Were I to ever write a memoir, I suppose the easiest thing to do would be divide my life into chapters of every ten years or so; my life has sort of been divided that way, almost corresponding with the calendar decades. I was born in 1961; ten years later one chapter of my life closed and another opened when we moved from the city to the suburbs; ten years later we left Kansas for California; 1991 marked my move to Florida, and 2001 was the return to New Orleans from a year in Washington D.C. (what I often refer to, in my head, as ‘the lost year of misery’). 2011 was the year I turned fifty, the aughts being my first full decade of living in New Orleans. Those chapters could then be divided into smaller brackets; the years in the suburbs, the years in Kansas, the bridging year in Houston, the transitional months in Minneapolis, the pre-published years in New Orleans; the pre-Katrina time as a published author, the post Katrina recovery years; I supposed I could mark 2011 as the beginning of another time, the manic productive years when I wrote so many novels and edited so many anthologies and so many short stories. 2017 was the year I took off, to catch my breath and relax and recharge and recover; it was also the year of paralyzing self-doubt and terror that I was never going to write again. Sometimes I wonder if the manic years were precisely what they were because of that fear: the fear that if I ever stopped I would never start again, that I would never start again.

One would think now, after the prodigious output of the last seventeen years or so, I would never doubt myself anymore, would never fear the fount might run dry; but I am just as worried and nervous and as full of doubts as I was in the years I dreamed of making this my reality and wrote and wrote and wrote. It never gets easier, the doubts and fears never go away. At least not for me; I cannot speak for other writers. But I do define myself as a writer. That has been my identity since I signed that first contract all those years ago; above every other identity I can be labelled, be it male or gay or American or New Orleanian or Southern; above and beyond all else I identify as author. 

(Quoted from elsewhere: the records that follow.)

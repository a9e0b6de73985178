//! In-memory metadata source.

use super::{SourceTable, TableCatalogSource};
use crate::error::SourceError;
use indexmap::IndexMap;
use std::collections::{BTreeMap, BTreeSet};
use std::sync::{RwLock, RwLockReadGuard, RwLockWriteGuard};

type Schemas = BTreeMap<String, IndexMap<String, SourceTable>>;

/// A source populated programmatically.
///
/// Tables can be added and removed while catalogs are reading from it, which
/// makes it the natural way to reproduce a table disappearing between a
/// listing and a lookup.
#[derive(Debug, Default)]
pub struct InMemorySource {
    schemas: RwLock<Schemas>,
}

impl InMemorySource {
    pub fn new() -> Self {
        Self::default()
    }

    /// Adds an empty schema.
    pub fn with_schema(self, schema: impl Into<String>) -> Self {
        self.write().entry(schema.into()).or_default();
        self
    }

    /// Adds a table, creating its schema if needed.
    pub fn with_table(self, schema: impl Into<String>, table: SourceTable) -> Self {
        self.insert_table(schema, table);
        self
    }

    /// Adds or replaces a table. A replaced table keeps its listing position.
    pub fn insert_table(&self, schema: impl Into<String>, table: SourceTable) {
        self.write()
            .entry(schema.into())
            .or_default()
            .insert(table.name.clone(), table);
    }

    /// Removes a table, leaving its schema in place.
    pub fn remove_table(&self, schema: &str, table: &str) -> Option<SourceTable> {
        self.write()
            .get_mut(schema)
            .and_then(|tables| tables.shift_remove(table))
    }

    /// Removes a schema together with its tables.
    pub fn remove_schema(&self, schema: &str) -> bool {
        self.write().remove(schema).is_some()
    }

    fn read(&self) -> RwLockReadGuard<'_, Schemas> {
        self.schemas.read().unwrap_or_else(|e| e.into_inner())
    }

    fn write(&self) -> RwLockWriteGuard<'_, Schemas> {
        self.schemas.write().unwrap_or_else(|e| e.into_inner())
    }
}

impl TableCatalogSource for InMemorySource {
    fn schema_names(&self) -> Result<BTreeSet<String>, SourceError> {
        Ok(self.read().keys().cloned().collect())
    }

    fn table_names(&self, schema: &str) -> Result<Vec<String>, SourceError> {
        Ok(self
            .read()
            .get(schema)
            .map(|tables| tables.keys().cloned().collect())
            .unwrap_or_default())
    }

    fn table(&self, schema: &str, table: &str) -> Result<Option<SourceTable>, SourceError> {
        Ok(self
            .read()
            .get(schema)
            .and_then(|tables| tables.get(table))
            .cloned())
    }
}
//! Read-only metadata catalog over a [`TableCatalogSource`].
//!
//! The catalog answers which schemas, tables and columns exist and hands out
//! handles scoped to its connector id. It keeps no state beyond that id and
//! the source, and re-queries the source on every call, so two calls may see
//! different versions of the source. In particular a table can disappear
//! between being listed and being looked up. Bulk listings skip such tables;
//! handle-based lookups report them as [`CatalogError::TableNotFound`].
//!
//! There are no operations that create, alter or drop anything.

use crate::error::CatalogError;
use crate::source::{SourceTable, TableCatalogSource};
use crate::types::{
    ColumnHandle, ColumnMetadata, ConnectorId, HandleKind, SchemaTableName, SchemaTablePrefix,
    TableHandle, TableMetadata,
};
use indexmap::IndexMap;
use std::collections::{BTreeSet, HashSet};
#[cfg(feature = "tracing")]
use tracing::debug;

/// A read-only catalog bound to one connector id and one source.
#[derive(Debug, Clone)]
pub struct MetadataCatalog<S> {
    connector_id: ConnectorId,
    source: S,
}

impl<S: TableCatalogSource> MetadataCatalog<S> {
    pub fn new(connector_id: impl Into<ConnectorId>, source: S) -> Self {
        Self {
            connector_id: connector_id.into(),
            source,
        }
    }

    pub fn connector_id(&self) -> &ConnectorId {
        &self.connector_id
    }

    pub fn source(&self) -> &S {
        &self.source
    }

    pub fn list_schema_names(&self) -> Result<BTreeSet<String>, CatalogError> {
        Ok(self.source.schema_names()?)
    }

    pub fn schema_exists(&self, schema: &str) -> Result<bool, CatalogError> {
        Ok(self.list_schema_names()?.contains(schema))
    }

    /// Resolves a table name to a handle.
    ///
    /// Returns `Ok(None)` when the schema is not listed by the source (the
    /// table itself is then never looked up) or when the source has no such
    /// table.
    #[cfg_attr(feature = "tracing", tracing::instrument(level = "debug", skip(self), fields(table = %name)))]
    pub fn get_table_handle(
        &self,
        name: &SchemaTableName,
    ) -> Result<Option<TableHandle>, CatalogError> {
        if !self.schema_exists(name.schema())? {
            #[cfg(feature = "tracing")]
            debug!("schema not listed by source");
            return Ok(None);
        }

        if self.source.table(name.schema(), name.table())?.is_none() {
            #[cfg(feature = "tracing")]
            debug!("table not found in source");
            return Ok(None);
        }

        Ok(Some(TableHandle::new(self.connector_id.clone(), name.clone())))
    }

    /// Looks the handle's table up again and returns its current metadata.
    pub fn get_table_metadata(&self, handle: &TableHandle) -> Result<TableMetadata, CatalogError> {
        self.check_table_handle(handle)?;
        let name = handle.schema_table_name();
        self.resolve_table_metadata(&name)?
            .ok_or(CatalogError::TableNotFound(name))
    }

    /// Lists tables in `schema`, or in every schema when `schema` is `None`.
    ///
    /// A named schema is queried directly without checking that it exists;
    /// an unknown schema simply has no tables.
    pub fn list_tables(&self, schema: Option<&str>) -> Result<Vec<SchemaTableName>, CatalogError> {
        let schemas = match schema {
            Some(schema) => BTreeSet::from([schema.to_string()]),
            None => self.source.schema_names()?,
        };

        let mut tables = Vec::new();
        for schema in schemas {
            for table in self.source.table_names(&schema)? {
                tables.push(SchemaTableName::new(schema.as_str(), table));
            }
        }
        Ok(tables)
    }

    /// Lists the table names a prefix covers.
    ///
    /// A full prefix yields its single name without consulting the source.
    pub fn list_tables_with_prefix(
        &self,
        prefix: &SchemaTablePrefix,
    ) -> Result<Vec<SchemaTableName>, CatalogError> {
        match (prefix.schema_name(), prefix.table_name()) {
            (Some(schema), Some(table)) => Ok(vec![SchemaTableName::new(schema, table)]),
            (schema, _) => self.list_tables(schema),
        }
    }

    /// Column handles keyed by column name, in source column order.
    #[cfg_attr(feature = "tracing", tracing::instrument(level = "debug", skip(self), fields(table = %handle)))]
    pub fn get_column_handles(
        &self,
        handle: &TableHandle,
    ) -> Result<IndexMap<String, ColumnHandle>, CatalogError> {
        self.check_table_handle(handle)?;

        let name = handle.schema_table_name();
        let Some(table) = self.source.table(name.schema(), name.table())? else {
            return Err(CatalogError::TableNotFound(name));
        };

        Ok(checked_columns(&name, &table)?
            .into_iter()
            .map(|column| {
                (
                    column.name.clone(),
                    ColumnHandle::new(self.connector_id.clone(), column),
                )
            })
            .collect())
    }

    pub fn get_column_handle(
        &self,
        handle: &TableHandle,
        column_name: &str,
    ) -> Result<Option<ColumnHandle>, CatalogError> {
        Ok(self.get_column_handles(handle)?.shift_remove(column_name))
    }

    /// Returns the metadata captured in `column` when it was issued. The
    /// source is not consulted.
    pub fn get_column_metadata(
        &self,
        table: &TableHandle,
        column: &ColumnHandle,
    ) -> Result<ColumnMetadata, CatalogError> {
        self.check_table_handle(table)?;
        self.check_connector(HandleKind::Column, column.connector_id())?;
        Ok(column.column_metadata().clone())
    }

    /// Columns of every table the prefix covers.
    ///
    /// Tables that vanish between listing and lookup are left out.
    #[cfg_attr(feature = "tracing", tracing::instrument(level = "debug", skip(self)))]
    pub fn list_table_columns(
        &self,
        prefix: &SchemaTablePrefix,
    ) -> Result<IndexMap<SchemaTableName, Vec<ColumnMetadata>>, CatalogError> {
        let mut columns = IndexMap::new();
        for name in self.list_tables_with_prefix(prefix)? {
            match self.resolve_table_metadata(&name)? {
                Some(metadata) => {
                    columns.insert(name, metadata.columns);
                }
                None => {
                    #[cfg(feature = "tracing")]
                    debug!(table = %name, "table disappeared during listing");
                }
            }
        }
        Ok(columns)
    }

    /// This catalog never exposes a sample weight column.
    pub fn get_sample_weight_column_handle(
        &self,
        handle: &TableHandle,
    ) -> Result<Option<ColumnHandle>, CatalogError> {
        self.check_table_handle(handle)?;
        Ok(None)
    }

    fn resolve_table_metadata(
        &self,
        name: &SchemaTableName,
    ) -> Result<Option<TableMetadata>, CatalogError> {
        if !self.schema_exists(name.schema())? {
            return Ok(None);
        }

        match self.source.table(name.schema(), name.table())? {
            Some(table) => Ok(Some(TableMetadata::new(
                name.clone(),
                checked_columns(name, &table)?,
            ))),
            None => Ok(None),
        }
    }

    fn check_table_handle(&self, handle: &TableHandle) -> Result<(), CatalogError> {
        self.check_connector(HandleKind::Table, handle.connector_id())
    }

    fn check_connector(&self, kind: HandleKind, found: &ConnectorId) -> Result<(), CatalogError> {
        if *found == self.connector_id {
            Ok(())
        } else {
            Err(CatalogError::InvalidHandle {
                kind,
                expected: self.connector_id.clone(),
                found: found.clone(),
            })
        }
    }
}

/// Column metadata of `table`, rejecting a source that reports the same
/// column name twice.
fn checked_columns(
    name: &SchemaTableName,
    table: &SourceTable,
) -> Result<Vec<ColumnMetadata>, CatalogError> {
    let columns = table.columns_metadata();
    let mut seen = HashSet::with_capacity(columns.len());
    for column in &columns {
        if !seen.insert(column.name.as_str()) {
            return Err(CatalogError::DuplicateColumn {
                table: name.clone(),
                column: column.name.clone(),
            });
        }
    }
    Ok(columns)
}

In an interview recently about Lindsey Buckingham’s departure from the band and Fleetwood Mac’s decision to continue, and tour, without him, Stevie Nicks said, This is terribly sad for me, but I want to be happy and enjoy the next ten years. That may not be the exact quote, but its very close to what she said, and it hit me right at the core of my being. She–and the others–have always been about writing and creating and performing their music; but now they are getting older and wondering how much more time to do they have to do this thing they love so much? I would imagine Tom Petty’s death weighed pretty heavily on her; they were very close. It also made me feel my own age, and wonder about my own future. How many more years do I have to write the books and stories that I want to? What will I do if the day ever comes when I cannot do this anymore, when people don’t want to read what I’ve written, when no publisher wants to invest in getting my work out to readers?

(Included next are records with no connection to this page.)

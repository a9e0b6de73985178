//! Metadata source backed by a JSON catalog document.
//!
//! The document maps each schema name to the tables it contains:
//!
//! ```json
//! {
//!   "example": [
//!     {
//!       "name": "numbers",
//!       "columns": [
//!         { "name": "text", "type": "VARCHAR" },
//!         { "name": "value", "type": "BIGINT" }
//!       ],
//!       "sources": ["http://example.com/numbers-1.csv"]
//!     }
//!   ]
//! }
//! ```
//!
//! The document is read once and served from memory until [`JsonCatalogSource::reload`]
//! is called.

use super::{SourceColumn, SourceTable, TableCatalogSource};
use crate::error::SourceError;
use indexmap::IndexMap;
use schemars::JsonSchema;
use serde::{Deserialize, Serialize};
use std::collections::{BTreeMap, BTreeSet, HashSet};
use std::path::{Path, PathBuf};
use std::sync::{Arc, RwLock};
#[cfg(feature = "tracing")]
use tracing::debug;

/// Top-level JSON catalog document: schema name to table definitions.
#[derive(Debug, Clone, Default, PartialEq, Eq, Serialize, Deserialize, JsonSchema)]
#[serde(transparent)]
pub struct CatalogDocument {
    pub schemas: BTreeMap<String, Vec<TableDefinition>>,
}

/// A table entry in a JSON catalog document.
#[derive(Debug, Clone, PartialEq, Eq, Serialize, Deserialize, JsonSchema)]
#[serde(rename_all = "camelCase")]
pub struct TableDefinition {
    pub name: String,
    #[serde(default)]
    pub columns: Vec<ColumnDefinition>,
    /// URIs of the files holding the table's rows.
    #[serde(default, skip_serializing_if = "Vec::is_empty")]
    pub sources: Vec<String>,
}

/// A column entry in a JSON catalog document.
#[derive(Debug, Clone, PartialEq, Eq, Serialize, Deserialize, JsonSchema)]
#[serde(rename_all = "camelCase")]
pub struct ColumnDefinition {
    pub name: String,
    #[serde(rename = "type")]
    pub data_type: String,
}

type Snapshot = BTreeMap<String, IndexMap<String, SourceTable>>;

/// A source serving a [`CatalogDocument`].
#[derive(Debug)]
pub struct JsonCatalogSource {
    path: Option<PathBuf>,
    snapshot: RwLock<Arc<Snapshot>>,
}

impl JsonCatalogSource {
    /// Loads the catalog document at `path`.
    pub fn from_path(path: impl AsRef<Path>) -> Result<Self, SourceError> {
        let path = path.as_ref().to_path_buf();
        let snapshot = load_snapshot(&path)?;
        Ok(Self {
            path: Some(path),
            snapshot: RwLock::new(Arc::new(snapshot)),
        })
    }

    /// Parses a catalog document held in memory. Such a source cannot be
    /// reloaded.
    pub fn from_json(json: &str) -> Result<Self, SourceError> {
        let document: CatalogDocument = serde_json::from_str(json)?;
        Self::from_document(document)
    }

    pub fn from_document(document: CatalogDocument) -> Result<Self, SourceError> {
        Ok(Self {
            path: None,
            snapshot: RwLock::new(Arc::new(build_snapshot(document)?)),
        })
    }

    /// The file this source was loaded from, if any.
    pub fn path(&self) -> Option<&Path> {
        self.path.as_deref()
    }

    /// Re-reads the backing file and swaps in the new definitions.
    ///
    /// On error the previous definitions stay in place.
    pub fn reload(&self) -> Result<(), SourceError> {
        let path = self
            .path
            .as_deref()
            .ok_or_else(|| SourceError::invalid("catalog was not loaded from a file"))?;
        let snapshot = load_snapshot(path)?;

        #[cfg(feature = "tracing")]
        debug!(path = %path.display(), schemas = snapshot.len(), "reloaded JSON catalog");

        *self.snapshot.write().unwrap_or_else(|e| e.into_inner()) = Arc::new(snapshot);
        Ok(())
    }

    fn current(&self) -> Arc<Snapshot> {
        Arc::clone(&self.snapshot.read().unwrap_or_else(|e| e.into_inner()))
    }
}

fn load_snapshot(path: &Path) -> Result<Snapshot, SourceError> {
    let content = std::fs::read_to_string(path).map_err(|source| SourceError::Read {
        path: path.to_path_buf(),
        source,
    })?;
    let document: CatalogDocument = serde_json::from_str(&content)?;
    build_snapshot(document)
}

fn build_snapshot(document: CatalogDocument) -> Result<Snapshot, SourceError> {
    let mut snapshot = Snapshot::new();

    for (schema, definitions) in document.schemas {
        if schema.is_empty() {
            return Err(SourceError::invalid("schema name must not be empty"));
        }

        let mut tables = IndexMap::with_capacity(definitions.len());
        for definition in definitions {
            let table = validate_table(&schema, definition)?;
            if tables.contains_key(&table.name) {
                return Err(SourceError::invalid(format!(
                    "table {schema}.{} is defined more than once",
                    table.name
                )));
            }
            tables.insert(table.name.clone(), table);
        }
        snapshot.insert(schema, tables);
    }

    Ok(snapshot)
}

fn validate_table(schema: &str, definition: TableDefinition) -> Result<SourceTable, SourceError> {
    if definition.name.is_empty() {
        return Err(SourceError::invalid(format!(
            "schema {schema} contains a table without a name"
        )));
    }

    let mut seen = HashSet::new();
    for column in &definition.columns {
        if column.name.is_empty() {
            return Err(SourceError::invalid(format!(
                "table {schema}.{} contains a column without a name",
                definition.name
            )));
        }
        if column.data_type.is_empty() {
            return Err(SourceError::invalid(format!(
                "column {} of table {schema}.{} has no type",
                column.name, definition.name
            )));
        }
        if !seen.insert(column.name.as_str()) {
            return Err(SourceError::invalid(format!(
                "table {schema}.{} declares column {} more than once",
                definition.name, column.name
            )));
        }
    }

    let columns = definition
        .columns
        .into_iter()
        .map(|c| SourceColumn::new(c.name, c.data_type))
        .collect();

    Ok(SourceTable::new(definition.name, columns).with_locations(definition.sources))
}

impl TableCatalogSource for JsonCatalogSource {
    fn schema_names(&self) -> Result<BTreeSet<String>, SourceError> {
        Ok(self.current().keys().cloned().collect())
    }

    fn table_names(&self, schema: &str) -> Result<Vec<String>, SourceError> {
        Ok(self
            .current()
            .get(schema)
            .map(|tables| tables.keys().cloned().collect())
            .unwrap_or_default())
    }

    fn table(&self, schema: &str, table: &str) -> Result<Option<SourceTable>, SourceError> {
        Ok(self
            .current()
            .get(schema)
            .and_then(|tables| tables.get(table))
            .cloned())
    }
}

Heavy thoughts, indeed, my own mortality isn’t something I’ve ever cared enough about to think about. But I would imagine, that no matter what else happens in my life, as long as I can type, as long as I can sit up in my chair and see my computer screen, I will keep writing. This compulsion will probably never go away; I know the stories will most likely never stop coming to my mind. Even when I wasn’t writing last year, the ideas were still coming; characters and stories and plots and those stray thoughts that always begin wouldn’t it be interesting if or I wonder what would make a person do such a thing or I wonder what would happen if…

My conscious decision at the beginning of this year to focus on writing, on rediscovering the joy I once always felt when I was creating, the sense of satisfaction felt upon finishing my work for the day, was perhaps the smartest thing I’ve ever done. I do enjoy doing this, even when it frustrates me, when the words won’t come, when I get behind, when I procrastinate and don’t do it even when I know I must, and that the best way to fight off those horrible self-doubts and fears and insecurities is to just fucking do it.

Nothing else matters, really, when it all comes down to it.